LCPs are characterized by two superimposed structural principles:
1. Main chain polymers in which the rigid molecular units (mesogens) are arranged in the polymer chain.
2. Side chain polymers in which the mesogens are attached as side groups.
3. Main chain polymers are not suitable for use at high temperatures.
4. The side chain polymers are distinguished by particularly good electrical and optical properties which are exploited in optical storage or liquid crystal displays (LCD).
5. LCPs are based mainly on polyesters but polyestercarbonates, polyesteramides, polyesterimides & polyazomethines can also be used in their production.
LCP – General Properties:
Besides the properties typical of each type of LCP, they all share the following characteristics:
1. melt-processable
2. ordered structures in the melt
3. highly oriented in the solid state (self-reinforcement)
4. anisotropic property profile
5. wide variation in properties possible by selecting the appropriate LCP type.
LCP properties -1
In addition they exhibit the following properties:
1. medium density
2. high tensile strength
3. high notched impact strength
4. high tensile modulus of elasticity, up to wide melting range
5. high continuous service temperature
LCP properties -2
1..good low temperature properties
2. low coefficient of linear expansion
3. orientation easily achieved by injection molding, extrusion and blow molding
4. processable on standard machines
5. low shrinkage
6. low melt viscosity, but high strength and extensibility of melt.
LCP properties -3
1. good electrical properties
2. high resistance to chemicals
3. flammability UL 94 V-0 (0.8 mm) without flame retardant
4. low moisture absorption
5. high resistance to stress cracking.
A recently introduced amorphous LCP exhibits less variation in properties at high temperatures. The processing range is wider and the material can thus be blow molded and thermoformed.

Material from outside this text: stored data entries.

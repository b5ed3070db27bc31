//! Error types for probes and for the outcome of a ping.
//!
//! A probe reports failure by returning a [`ProbeError`]. The invoker turns
//! whatever the probe produced (a returned error, a panic or an aborting
//! diagnostic) into a [`Fault`], the closed set of outcomes the classifier
//! knows how to map onto a response.

use std::any::Any;

use crate::diagnostic::{Aborted, Diagnostic};

/// Error returned by a probe.
///
/// `Failed` converts from [`anyhow::Error`], so probes written against
/// `anyhow` can use `?` and `.context(..)` directly:
///
/// ```rust,ignore
/// let probe = || -> Result<(), ProbeError> {
///     std::fs::metadata("/var/run/app.ready").context("readiness marker")?;
///     Ok(())
/// };
/// ```
#[derive(Debug, thiserror::Error)]
pub enum ProbeError {
    /// An external dependency is unreachable. Answered with 503 so load
    /// balancers route around the instance while it recovers.
    #[error("dependency unavailable")]
    Unavailable(#[source] anyhow::Error),

    /// Any other application-level failure.
    #[error(transparent)]
    Failed(#[from] anyhow::Error),
}

impl ProbeError {
    pub fn unavailable(err: impl Into<anyhow::Error>) -> Self {
        Self::Unavailable(err.into())
    }

    pub fn failed(err: impl Into<anyhow::Error>) -> Self {
        Self::Failed(err.into())
    }
}

/// Terminal abnormal outcome of a probe.
///
/// Messages are for the log sink only; they never reach the response body.
#[derive(Debug, Clone, PartialEq, Eq, thiserror::Error)]
pub enum Fault {
    /// Known, recoverable dependency failure ([`ProbeError::Unavailable`]).
    #[error("{0}")]
    Recoverable(String),

    /// Application-level failure ([`ProbeError::Failed`]).
    #[error("{0}")]
    Ordinary(String),

    /// Not recognised as an application failure: the probe panicked.
    #[error("probe panicked: {0}")]
    Severe(String),

    /// A non-deprecation diagnostic that aborted the probe.
    #[error(transparent)]
    PromotedDiagnostic(Diagnostic),
}

impl Fault {
    /// Short, stable name of the variant, used as a structured log field.
    pub fn kind(&self) -> &'static str {
        match self {
            Self::Recoverable(_) => "recoverable",
            Self::Ordinary(_) => "ordinary",
            Self::Severe(_) => "severe",
            Self::PromotedDiagnostic(_) => "promoted_diagnostic",
        }
    }

    /// Classify an unwind payload caught around a probe call.
    pub fn from_panic(payload: Box<dyn Any + Send>) -> Self {
        let payload = match payload.downcast::<Aborted>() {
            Ok(aborted) => return Self::PromotedDiagnostic(aborted.0),
            Err(other) => other,
        };
        if let Some(msg) = payload.downcast_ref::<&'static str>() {
            Self::Severe((*msg).to_owned())
        } else if let Some(msg) = payload.downcast_ref::<String>() {
            Self::Severe(msg.clone())
        } else {
            Self::Severe("non-string panic payload".to_owned())
        }
    }
}

impl From<ProbeError> for Fault {
    fn from(err: ProbeError) -> Self {
        match err {
            // Alternate form keeps the whole `.context()` chain.
            ProbeError::Unavailable(inner) => {
                Self::Recoverable(format!("dependency unavailable: {inner:#}"))
            }
            ProbeError::Failed(inner) => Self::Ordinary(format!("{inner:#}")),
        }
    }
}
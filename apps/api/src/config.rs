use anyhow::{Context, Result};

use crate::llm_client::{DEFAULT_BASE_URL, DEFAULT_MODEL};

/// Application configuration loaded from environment variables.
/// Startup fails if required variables are missing.
#[derive(Debug, Clone)]
pub struct Config {
    pub openai_api_key: String,
    pub openai_base_url: String,
    pub openai_model: String,
    pub port: u16,
    pub rust_log: String,
}

impl Config {
    pub fn from_env() -> Result<Self> {
        dotenvy::dotenv().ok(); // load .env if present; ignore if missing
        Self::from_lookup(|key| std::env::var(key).ok())
    }

    fn from_lookup(lookup: impl Fn(&str) -> Option<String>) -> Result<Self> {
        let openai_api_key = lookup("OPENAI_API_KEY")
            .with_context(|| "Required environment variable 'OPENAI_API_KEY' is not set")?;

        Ok(Config {
            openai_api_key,
            openai_base_url: lookup("OPENAI_BASE_URL")
                .unwrap_or_else(|| DEFAULT_BASE_URL.to_string()),
            openai_model: lookup("OPENAI_MODEL").unwrap_or_else(|| DEFAULT_MODEL.to_string()),
            port: lookup("PORT")
                .unwrap_or_else(|| "8080".to_string())
                .parse::<u16>()
                .context("PORT must be a valid port number")?,
            rust_log: lookup("RUST_LOG").unwrap_or_else(|| "info".to_string()),
        })
    }
}
//! Recipe Text Parser — splits a free-text completion into title, description,
//! ingredients, and steps.
//!
//! Pure and infallible: text that doesn't match the expected shape yields
//! empty fields, never an error.

use std::sync::LazyLock;

use regex::Regex;
use serde::{Deserialize, Serialize};

/// Everything between `Ingredients:` and the first following `Steps:`/`Directions:`.
static INGREDIENTS_REGEX: LazyLock<Regex> = LazyLock::new(|| {
    Regex::new(r"(?is)Ingredients:(.*?)(?:Steps:|Directions:)").expect("Invalid ingredients regex")
});

/// Everything after the first `Steps:`/`Directions:` to the end of the text.
static STEPS_REGEX: LazyLock<Regex> = LazyLock::new(|| {
    Regex::new(r"(?is)(?:Steps|Directions):\s*(.+)").expect("Invalid steps regex")
});

/// Step numbering such as `1.`, `12)`, used as a delimiter.
static STEP_MARKER_REGEX: LazyLock<Regex> =
    LazyLock::new(|| Regex::new(r"\d+[.)]\s*").expect("Invalid step marker regex"));

const TITLE_PREFIX: &str = "Title: ";
const DESCRIPTION_PREFIX: &str = "Description: ";
const BULLET_MARKERS: [char; 3] = ['-', '•', '*'];

/// The four display fields extracted from one completion.
/// "Not found" is an empty string or empty list, never absent.
#[derive(Debug, Clone, Default, PartialEq, Eq, Serialize, Deserialize)]
pub struct ParsedRecipe {
    pub title: String,
    pub description: String,
    pub ingredients: Vec<String>,
    pub steps: Vec<String>,
}

impl ParsedRecipe {
    /// Steps as displayed in the results view: `"1. Mix"`, `"2. Cook"`, ...
    pub fn numbered_steps(&self) -> Vec<String> {
        self.steps
            .iter()
            .enumerate()
            .map(|(idx, step)| format!("{}. {}", idx + 1, step.trim()))
            .collect()
    }

    /// True when neither an ingredients nor a steps section was recognised.
    pub fn is_missing_sections(&self) -> bool {
        self.ingredients.is_empty() && self.steps.is_empty()
    }
}

/// Parses a raw completion. Same input, same output.
pub fn parse(raw_text: &str) -> ParsedRecipe {
    ParsedRecipe {
        title: extract_title(raw_text),
        description: extract_description(raw_text),
        ingredients: extract_ingredients(raw_text),
        steps: extract_steps(raw_text),
    }
}

fn extract_title(raw_text: &str) -> String {
    let first_line = raw_text.split('\n').next().unwrap_or_default();
    first_line
        .strip_prefix(TITLE_PREFIX)
        .unwrap_or(first_line)
        .trim()
        .to_string()
}

/// Lines 2 and 3 of the text, prefix-stripped individually.
fn extract_description(raw_text: &str) -> String {
    raw_text
        .split('\n')
        .skip(1)
        .take(2)
        .map(|line| line.strip_prefix(DESCRIPTION_PREFIX).unwrap_or(line))
        .collect::<Vec<_>>()
        .join("\n")
        .trim()
        .to_string()
}

/// One entry per line of the ingredients section. Blank lines inside the
/// section are kept as empty entries, and only the first entry gets the
/// `"- "` prefix; existing renderers depend on both.
fn extract_ingredients(raw_text: &str) -> Vec<String> {
    let Some(section) = INGREDIENTS_REGEX
        .captures(raw_text)
        .and_then(|caps| caps.get(1))
    else {
        return Vec::new();
    };

    let section = section.as_str().trim();
    if section.is_empty() {
        return Vec::new();
    }

    let mut ingredients: Vec<String> = section.split('\n').map(strip_bullet).collect();
    if let Some(first) = ingredients.first_mut() {
        *first = format!("- {first}");
    }
    ingredients
}

fn strip_bullet(line: &str) -> String {
    let line = line.trim_start();
    line.strip_prefix(BULLET_MARKERS)
        .unwrap_or(line)
        .trim()
        .to_string()
}

fn extract_steps(raw_text: &str) -> Vec<String> {
    STEPS_REGEX
        .captures(raw_text)
        .and_then(|caps| caps.get(1))
        .map(|section| split_steps(section.as_str()))
        .unwrap_or_default()
}

/// Splits on step numbering and drops the numbering and empty fragments.
fn split_steps(section: &str) -> Vec<String> {
    STEP_MARKER_REGEX
        .split(section.trim())
        .map(str::trim)
        .filter(|step| !step.is_empty())
        .map(str::to_string)
        .collect()
}

#[cfg(test)]
mod tests {
    use super::*;
    use pretty_assertions::assert_eq;

    const PANCAKES: &str = "Title: Pancakes\nDescription: Fluffy\nmore\nIngredients:\n- flour\n- milk\nSteps:\n1. Mix\n2. Cook";

    // Shaped like a typical chat-model reply, including blank separator lines.
    const SHRIMP_PASTA: &str = "Title: Garlic Butter Shrimp Pasta
Description: A quick weeknight pasta tossed in garlic butter.
Ready in about 20 minutes.

Ingredients:
- 8 oz linguine
- 1 lb shrimp, peeled

- 3 cloves garlic, minced

Steps:
1. Boil the linguine until al dente.
2. Sear the shrimp in butter, then add the garlic.
3. Toss the pasta with the shrimp and serve.";

    #[test]
    fn test_parse_empty_text_is_all_empty() {
        assert_eq!(parse(""), ParsedRecipe::default());
    }

    #[test]
    fn test_parse_pancakes() {
        let recipe = parse(PANCAKES);
        assert_eq!(recipe.title, "Pancakes");
        assert_eq!(recipe.description, "Fluffy\nmore");
        assert_eq!(recipe.ingredients, vec!["- flour", "milk"]);
        assert_eq!(recipe.steps, vec!["Mix", "Cook"]);
    }

    #[test]
    fn test_parse_is_deterministic() {
        assert_eq!(parse(SHRIMP_PASTA), parse(SHRIMP_PASTA));
    }

    #[test]
    fn test_parse_realistic_reply_keeps_blank_ingredient_lines() {
        let recipe = parse(SHRIMP_PASTA);
        assert_eq!(recipe.title, "Garlic Butter Shrimp Pasta");
        assert_eq!(
            recipe.description,
            "A quick weeknight pasta tossed in garlic butter.\nReady in about 20 minutes."
        );
        assert_eq!(
            recipe.ingredients,
            vec![
                "- 8 oz linguine",
                "1 lb shrimp, peeled",
                "",
                "3 cloves garlic, minced"
            ]
        );
        assert_eq!(
            recipe.steps,
            vec![
                "Boil the linguine until al dente.",
                "Sear the shrimp in butter, then add the garlic.",
                "Toss the pasta with the shrimp and serve."
            ]
        );
    }

    #[test]
    fn test_directions_marker_parses_like_steps() {
        let with_steps = PANCAKES.to_string();
        let with_directions = PANCAKES.replace("Steps:", "Directions:");
        assert_eq!(parse(&with_directions), parse(&with_steps));
    }

    #[test]
    fn test_markers_are_case_insensitive() {
        let recipe = parse("Omelette\n\n\nINGREDIENTS:\n* eggs\n* salt\nDIRECTIONS:\n1) Whisk\n2) Fry");
        assert_eq!(recipe.ingredients, vec!["- eggs", "salt"]);
        assert_eq!(recipe.steps, vec!["Whisk", "Fry"]);
    }

    #[test]
    fn test_no_ingredients_marker_still_extracts_steps() {
        let recipe = parse("Title: Toast\nCrunchy.\n\nSteps:\n1. Toast the bread\n2. Butter it");
        assert!(recipe.ingredients.is_empty());
        assert_eq!(recipe.steps, vec!["Toast the bread", "Butter it"]);
    }

    #[test]
    fn test_ingredients_without_steps_marker_are_not_extracted() {
        let recipe = parse("Title: Salad\nGreen.\n\nIngredients:\n- lettuce\n- tomato");
        assert!(recipe.ingredients.is_empty());
        assert!(recipe.steps.is_empty());
        assert!(recipe.is_missing_sections());
    }

    #[test]
    fn test_empty_ingredients_section_yields_no_entries() {
        let recipe = parse("Title: Water\n\n\nIngredients:\n  \nSteps:\n1. Pour");
        assert!(recipe.ingredients.is_empty());
        assert_eq!(recipe.steps, vec!["Pour"]);
    }

    #[test]
    fn test_bullet_glyphs_are_stripped() {
        let recipe = parse("Cake\n\n\nIngredients:\n• sugar\n   * butter\n- eggs\nflour\nSteps: 1. Cream");
        assert_eq!(recipe.ingredients, vec!["- sugar", "butter", "eggs", "flour"]);
        assert_eq!(recipe.steps, vec!["Cream"]);
    }

    #[test]
    fn test_first_ingredient_gets_prefix_even_without_bullet() {
        let recipe = parse("Rice\n\n\nIngredients:\n1 cup rice\n2 cups water\nSteps:\n1. Simmer");
        assert_eq!(recipe.ingredients, vec!["- 1 cup rice", "2 cups water"]);
    }

    #[test]
    fn test_split_steps_with_parenthesis_numbering() {
        assert_eq!(
            split_steps("1) First\n2) Second\n3) Third"),
            vec!["First", "Second", "Third"]
        );
    }

    #[test]
    fn test_split_steps_without_numbering_is_one_step() {
        assert_eq!(
            split_steps("Mix everything and bake."),
            vec!["Mix everything and bake."]
        );
    }

    #[test]
    fn test_steps_marker_with_nothing_after_is_empty() {
        assert!(parse("Title: Nothing\nSteps:").steps.is_empty());
        assert!(parse("Title: Nothing\nSteps:   \n\n").steps.is_empty());
    }

    #[test]
    fn test_title_without_prefix_is_trimmed_first_line() {
        let recipe = parse("  Chocolate Chip Cookies  \nChewy.");
        assert_eq!(recipe.title, "Chocolate Chip Cookies");
        assert_eq!(recipe.description, "Chewy.");
    }

    #[test]
    fn test_single_line_has_empty_description() {
        let recipe = parse("Title: Tea");
        assert_eq!(recipe.title, "Tea");
        assert_eq!(recipe.description, "");
    }

    #[test]
    fn test_description_prefix_stripped_only_at_line_start() {
        let recipe = parse("Title: Soup\nDescription: Hearty\nDescription: Warm\nDescription: ignored");
        assert_eq!(recipe.description, "Hearty\nWarm");
    }

    #[test]
    fn test_numbered_steps_start_at_one() {
        let recipe = parse(PANCAKES);
        assert_eq!(recipe.numbered_steps(), vec!["1. Mix", "2. Cook"]);
    }

    #[test]
    fn test_parsed_recipe_serializes_all_fields() {
        let json = serde_json::to_value(ParsedRecipe::default()).unwrap();
        assert_eq!(
            json,
            serde_json::json!({
                "title": "",
                "description": "",
                "ingredients": [],
                "steps": []
            })
        );
    }
}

Processable LCPs cannot be obtained from rigid linear macromolecules alone because they melt only above their decomposition temperature. This difficulty has been overcome by incorporating flexible linkages in the main chain.
Many properties, favorable and unfavourable, can be significantly influenced by the choice of processing conditions and molding design, e.g.:
1. At large wall thicknesses, LCPs lose their peak properties in the longitudinal direction,
2. shrinkage can become negative in the direction of flow,
3. anisotropy can be reduced by adding fillers,
4. filler content can be very high (> 40% w/w).
AVAILABILITY
1. Liquid crystal polymers are available as a self-reinforcing, glass, glass/mineral, or mineral carbon fibre filled resin
2. LCP is supplied as pellets in transparent and opaque grey, dark and black colorations.
3. Injection molding grades and extrusion grades for rod, tube, film and for extrusion coating.
4. The physical properties of self-reinforced polymers do not differ significantly from those of filled or reinforced engineering plastics.
5. The ability to align the orientation tendency in molded or semi-finished material with the direction of the greatest stress to obtain high performance moldings is unmatched
6. The cost/performance ratio is also favorable – low shrinkage, low processing temp.
LCP Processing
LCP Injection Moldings
1. The original point of using LCPs was to exploit the increase in strength which can be achieved by orientation of flow.
2. The usual flat shaped design of injection moldings leads, however, to a multi-axial stress state which oriented LCP cannot cope with isotropically.
Injection Moldings
1. The unavoidable shear and stretching flow lead to different localised orientations. This behavior can be compensated only to a limited extent by suitable choice of the position and shape of the gate.
2. Instead of stiffness and strength, the main motives nowadays for using LCPs as engineering materials are flowability, flame retardance, dimensional stability at high temperatures, low thermal expansion, resistance to chemicals and rigidity with low wall thickness.
LCP resins have
1. Low outgassing even at extreme temperatures, a factor that's critical for sensitive electronics and optical applications.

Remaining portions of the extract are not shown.